» What is expected
Count the lines below that contain "Debug". Answer with the number alone.

(Excerpts from a dataset)
----------------
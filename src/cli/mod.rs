//! Command-line support for the scry binary.

pub mod args;
pub mod config;
pub mod driver;
pub mod reporter;

#[cfg(test)]
#[path = "tests/args_tests.rs"]
mod args_tests;
#[cfg(test)]
#[path = "tests/config_tests.rs"]
mod config_tests;
#[cfg(test)]
#[path = "tests/driver_tests.rs"]
mod driver_tests;
#[cfg(test)]
#[path = "tests/reporter_tests.rs"]
mod reporter_tests;
//! Call expressions.
//!
//! Callbacks are checked with contextual parameter types: array methods
//! hand the element type to their callback, and any other callee hands over
//! the parameter types of its function-typed parameters.

use crate::state::TypeChecker;
use scry_ast::{CallExpression, Node};
use scry_binder::ScopeKind;
use scry_solver::array_methods::CallbackShape;
use scry_solver::{
    ArrayMethodSignature, FunctionShape, TypeData, TypeId, array_method_return_type,
    callback_parameter_types, collect_type_variables, get_property_type, lookup_array_method,
};
use tracing::trace;

impl TypeChecker<'_> {
    pub(crate) fn check_call(&mut self, call: &CallExpression) -> TypeId {
        let Node::MemberExpression(member) = &*call.callee else {
            let callee = self.infer(&call.callee);
            return self.call_with_arguments(callee, &call.arguments);
        };
        let Some(name) = member.static_property_name() else {
            let callee = self.infer(&call.callee);
            return self.call_with_arguments(callee, &call.arguments);
        };

        let receiver = self.infer(&member.object);
        if let Some(element) = self.interner.array_element(receiver)
            && let Some(sig) = lookup_array_method(name)
            && !sig.is_property
        {
            return self.check_array_method_call(sig, element, &call.arguments);
        }
        if name == "resolve" && self.is_promise_constructor(receiver) {
            let payload = match call.arguments.first() {
                Some(argument) => self.infer(argument),
                None => TypeId::VOID,
            };
            return self.promise_of(payload);
        }

        let atom = self.interner.intern_string(name);
        let callee = get_property_type(self.interner, receiver, atom).unwrap_or(TypeId::ANY);
        self.call_with_arguments(callee, &call.arguments)
    }

    fn is_promise_constructor(&self, receiver: TypeId) -> bool {
        matches!(
            (self.interner.lookup(receiver), self.promise_class()),
            (Some(TypeData::Class(class)), Some(promise)) if class == promise
        )
    }

    /// `array.method(callback, ...)` with the callback typed from the
    /// element type. Reducers first infer their initializer, which becomes
    /// the accumulator type.
    fn check_array_method_call(
        &mut self,
        sig: &ArrayMethodSignature,
        element: TypeId,
        arguments: &[Node],
    ) -> TypeId {
        if sig.callback == CallbackShape::None {
            for argument in arguments {
                self.infer(argument);
            }
            return array_method_return_type(self.interner, sig, element, None, None);
        }

        let initializer = match (sig.callback, arguments.get(1)) {
            (CallbackShape::Reducer, Some(initial)) => Some(self.infer(initial)),
            _ => None,
        };
        let callback_return = arguments.first().map(|callback| {
            let hints = callback_parameter_types(self.interner, sig, element, initializer);
            self.callback_return_type(callback, &hints)
        });
        if sig.callback != CallbackShape::Reducer {
            for argument in arguments.iter().skip(1) {
                self.infer(argument);
            }
        }
        trace!(method = sig.name, element = element.0, "array method call");
        array_method_return_type(self.interner, sig, element, callback_return, initializer)
    }

    /// Check `callback` with `hints` as its parameter types and return what
    /// it produces.
    fn callback_return_type(&mut self, callback: &Node, hints: &[TypeId]) -> TypeId {
        match callback {
            Node::ArrowFunctionExpression(func) => {
                self.check_function_shape(func, ScopeKind::Arrow, None, None, hints)
                    .return_type
            }
            Node::FunctionExpression(func) => {
                self.check_function_shape(func, ScopeKind::Function, None, None, hints)
                    .return_type
            }
            other => {
                let callback_type = self.infer(other);
                self.interner
                    .function_shape(callback_type)
                    .map_or(TypeId::ANY, |shape| shape.return_type)
            }
        }
    }

    fn call_with_arguments(&mut self, callee: TypeId, arguments: &[Node]) -> TypeId {
        let shape = self.interner.function_shape(callee);
        let mut arg_types = Vec::with_capacity(arguments.len());
        for (index, argument) in arguments.iter().enumerate() {
            let expected = shape
                .as_deref()
                .and_then(|shape| parameter_type_at(self.interner, shape, index));
            let hints = expected.map(|expected| self.contextual_hints(expected)).unwrap_or_default();
            let type_id = match argument {
                Node::ArrowFunctionExpression(func) => {
                    self.check_function(func, ScopeKind::Arrow, None, &hints)
                }
                Node::FunctionExpression(func) => {
                    self.check_function(func, ScopeKind::Function, None, &hints)
                }
                Node::SpreadElement(spread) => {
                    let spread_type = self.infer(&spread.argument);
                    self.iterated_element_type(spread_type)
                }
                other => self.infer(other),
            };
            arg_types.push(type_id);
        }
        self.call_result_type(callee, &arg_types)
    }

    /// Parameter types a callback should assume when passed where
    /// `expected` is wanted. Parameters mentioning type variables stay
    /// `any` since they are only fixed by the call itself.
    fn contextual_hints(&self, expected: TypeId) -> Vec<TypeId> {
        let Some(expected) = self.interner.function_shape(expected) else {
            return Vec::new();
        };
        expected
            .params
            .iter()
            .map(|param| {
                if collect_type_variables(self.interner, param.type_id).is_empty() {
                    param.type_id
                } else {
                    TypeId::ANY
                }
            })
            .collect()
    }
}

/// The parameter type that receives the argument at `index`. Arguments past
/// a rest parameter take its element type.
fn parameter_type_at(
    interner: &scry_solver::TypeInterner,
    shape: &FunctionShape,
    index: usize,
) -> Option<TypeId> {
    match shape.params.get(index) {
        Some(param) if param.rest => interner.array_element(param.type_id),
        Some(param) => Some(param.type_id),
        None => {
            let rest = shape.rest_param()?;
            interner.array_element(rest.type_id)
        }
    }
}

#[cfg(test)]
#[path = "../tests/call_checker_tests.rs"]
mod tests;
//! Generic type instantiation and substitution.
//!
//! Substitution replaces type variables by name. When nothing under a type
//! changes, the original `TypeId` is returned, so callers can detect a no-op
//! with a plain id comparison.
//!
//! `Class` and `Instance` types are returned unchanged: class bodies are not
//! parameterised.

use crate::types::*;
use crate::TypeInterner;
use indexmap::IndexMap;
use scry_common::limits::MAX_INSTANTIATION_DEPTH;
use scry_common::Atom;
use std::fmt;
use tracing::trace;

/// A mapping from type-variable names to replacement types, in insertion order.
#[derive(Clone, Debug, Default, PartialEq, Eq)]
pub struct TypeSubstitution {
    map: IndexMap<Atom, TypeId>,
}

impl TypeSubstitution {
    pub fn new() -> Self {
        TypeSubstitution {
            map: IndexMap::new(),
        }
    }

    /// Insert or replace a binding.
    pub fn insert(&mut self, name: Atom, type_id: TypeId) {
        self.map.insert(name, type_id);
    }

    pub fn get(&self, name: Atom) -> Option<TypeId> {
        self.map.get(&name).copied()
    }

    pub fn contains(&self, name: Atom) -> bool {
        self.map.contains_key(&name)
    }

    pub fn remove(&mut self, name: Atom) -> Option<TypeId> {
        self.map.shift_remove(&name)
    }

    pub fn len(&self) -> usize {
        self.map.len()
    }

    pub fn is_empty(&self) -> bool {
        self.map.is_empty()
    }

    pub fn iter(&self) -> impl Iterator<Item = (Atom, TypeId)> + '_ {
        self.map.iter().map(|(&name, &ty)| (name, ty))
    }
}

impl FromIterator<(Atom, TypeId)> for TypeSubstitution {
    fn from_iter<I: IntoIterator<Item = (Atom, TypeId)>>(iter: I) -> Self {
        TypeSubstitution {
            map: iter.into_iter().collect(),
        }
    }
}

/// Type variables still free after `resolve_completely`.
#[derive(Clone, Debug, PartialEq, Eq)]
pub struct Unresolved {
    pub names: Vec<String>,
}

impl fmt::Display for Unresolved {
    fn fmt(&self, f: &mut fmt::Formatter<'_>) -> fmt::Result {
        write!(f, "unresolved type variables: {}", self.names.join(", "))
    }
}

impl std::error::Error for Unresolved {}

/// Instantiator that applies a substitution with a depth guard.
pub struct TypeInstantiator<'a> {
    interner: &'a TypeInterner,
    depth: u32,
}

impl<'a> TypeInstantiator<'a> {
    pub fn new(interner: &'a TypeInterner) -> Self {
        TypeInstantiator { interner, depth: 0 }
    }

    pub fn instantiate(&mut self, type_id: TypeId, subst: &TypeSubstitution) -> TypeId {
        if subst.is_empty() || type_id.is_intrinsic() {
            return type_id;
        }
        if self.depth >= MAX_INSTANTIATION_DEPTH {
            return type_id;
        }
        self.depth += 1;
        let result = self.instantiate_inner(type_id, subst);
        self.depth -= 1;
        result
    }

    fn instantiate_inner(&mut self, type_id: TypeId, subst: &TypeSubstitution) -> TypeId {
        let Some(data) = self.interner.lookup(type_id) else {
            return type_id;
        };
        match data {
            TypeData::TypeVariable(info) => subst.get(info.name).unwrap_or(type_id),
            TypeData::Array(element) => {
                let new_element = self.instantiate(element, subst);
                if new_element == element {
                    type_id
                } else {
                    self.interner.array(new_element)
                }
            }
            TypeData::Object(shape) => {
                let mut changed = false;
                let properties = shape
                    .properties
                    .iter()
                    .map(|prop| {
                        let new_type = self.instantiate(prop.type_id, subst);
                        changed |= new_type != prop.type_id;
                        PropertyInfo {
                            type_id: new_type,
                            ..prop.clone()
                        }
                    })
                    .collect();
                if changed {
                    self.interner.object(properties)
                } else {
                    type_id
                }
            }
            TypeData::Function(shape) => {
                let mut changed = false;
                let params = shape
                    .params
                    .iter()
                    .map(|param| {
                        let new_type = self.instantiate(param.type_id, subst);
                        changed |= new_type != param.type_id;
                        ParamInfo {
                            type_id: new_type,
                            ..param.clone()
                        }
                    })
                    .collect();
                let return_type = self.instantiate(shape.return_type, subst);
                changed |= return_type != shape.return_type;
                if changed {
                    self.interner.function(FunctionShape {
                        params,
                        return_type,
                        is_async: shape.is_async,
                        is_generator: shape.is_generator,
                    })
                } else {
                    type_id
                }
            }
            TypeData::Union(members) => {
                let new_members: Vec<TypeId> = members
                    .iter()
                    .map(|&member| self.instantiate(member, subst))
                    .collect();
                if new_members.iter().eq(members.iter()) {
                    type_id
                } else {
                    self.interner.union(new_members)
                }
            }
            TypeData::Generic(generic) => {
                // The generic's own parameters shadow outer bindings.
                let mut inner = subst.clone();
                for &param in &generic.type_params {
                    if let Some(info) = self.interner.type_var_info(param) {
                        inner.remove(info.name);
                    }
                }
                let base = self.instantiate(generic.base, &inner);
                if base == generic.base {
                    type_id
                } else {
                    self.interner.generic(base, generic.type_params.clone())
                }
            }
            TypeData::Class(_)
            | TypeData::Instance(_)
            | TypeData::Any
            | TypeData::Unknown
            | TypeData::Never
            | TypeData::Void
            | TypeData::Primitive(_) => type_id,
        }
    }
}

/// Apply a substitution to a type.
pub fn instantiate_type(interner: &TypeInterner, type_id: TypeId, subst: &TypeSubstitution) -> TypeId {
    TypeInstantiator::new(interner).instantiate(type_id, subst)
}

/// Free type variables of a type, deduplicated by name in first-seen order.
pub fn collect_type_variables(interner: &TypeInterner, type_id: TypeId) -> Vec<TypeId> {
    let mut found = Vec::new();
    let mut seen = Vec::new();
    collect_into(interner, type_id, &[], &mut seen, &mut found, 0);
    found
}

fn collect_into(
    interner: &TypeInterner,
    type_id: TypeId,
    bound: &[Atom],
    seen: &mut Vec<Atom>,
    found: &mut Vec<TypeId>,
    depth: u32,
) {
    if type_id.is_intrinsic() || depth >= MAX_INSTANTIATION_DEPTH {
        return;
    }
    let Some(data) = interner.lookup(type_id) else {
        return;
    };
    let depth = depth + 1;
    match data {
        TypeData::TypeVariable(info) => {
            if !bound.contains(&info.name) && !seen.contains(&info.name) {
                seen.push(info.name);
                found.push(type_id);
            }
        }
        TypeData::Array(element) => collect_into(interner, element, bound, seen, found, depth),
        TypeData::Object(shape) => {
            for prop in &shape.properties {
                collect_into(interner, prop.type_id, bound, seen, found, depth);
            }
        }
        TypeData::Function(shape) => {
            for param in &shape.params {
                collect_into(interner, param.type_id, bound, seen, found, depth);
            }
            collect_into(interner, shape.return_type, bound, seen, found, depth);
        }
        TypeData::Union(members) => {
            for &member in members.iter() {
                collect_into(interner, member, bound, seen, found, depth);
            }
        }
        TypeData::Generic(generic) => {
            let mut inner_bound = bound.to_vec();
            inner_bound.extend(
                generic
                    .type_params
                    .iter()
                    .filter_map(|&p| interner.type_var_info(p))
                    .map(|info| info.name),
            );
            collect_into(interner, generic.base, &inner_bound, seen, found, depth);
        }
        TypeData::Class(_)
        | TypeData::Instance(_)
        | TypeData::Any
        | TypeData::Unknown
        | TypeData::Never
        | TypeData::Void
        | TypeData::Primitive(_) => {}
    }
}

/// Substitute and require that no type variable remains free.
pub fn resolve_completely(
    interner: &TypeInterner,
    type_id: TypeId,
    subst: &TypeSubstitution,
) -> Result<TypeId, Unresolved> {
    let result = instantiate_type(interner, type_id, subst);
    let free = collect_type_variables(interner, result);
    if free.is_empty() {
        return Ok(result);
    }
    let names = free
        .into_iter()
        .filter_map(|ty| interner.type_var_info(ty))
        .map(|info| interner.resolve_atom(info.name).to_string())
        .collect();
    Err(Unresolved { names })
}

/// Instantiate a `Generic` with explicit type arguments. Missing arguments
/// fall back to the parameter's constraint, else `any`. Results are cached
/// per generic and argument ids.
pub fn instantiate_generic(interner: &TypeInterner, generic: TypeId, type_args: &[TypeId]) -> TypeId {
    let Some(TypeData::Generic(shape)) = interner.lookup(generic) else {
        return generic;
    };

    if let Some(cached) = interner.cached_generic_instance(generic, type_args) {
        trace!(generic = generic.0, args = type_args.len(), "generic instantiation cache hit");
        return cached;
    }

    let mut subst = TypeSubstitution::new();
    for (i, &param) in shape.type_params.iter().enumerate() {
        let Some(info) = interner.type_var_info(param) else {
            continue;
        };
        let arg = type_args
            .get(i)
            .copied()
            .unwrap_or_else(|| info.constraint.unwrap_or(TypeId::ANY));
        subst.insert(info.name, arg);
    }
    let result = instantiate_type(interner, shape.base, &subst);
    interner.cache_generic_instance(generic, type_args, result);
    result
}

#[cfg(test)]
#[path = "../tests/instantiate_tests.rs"]
mod tests;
----------------
» Output
2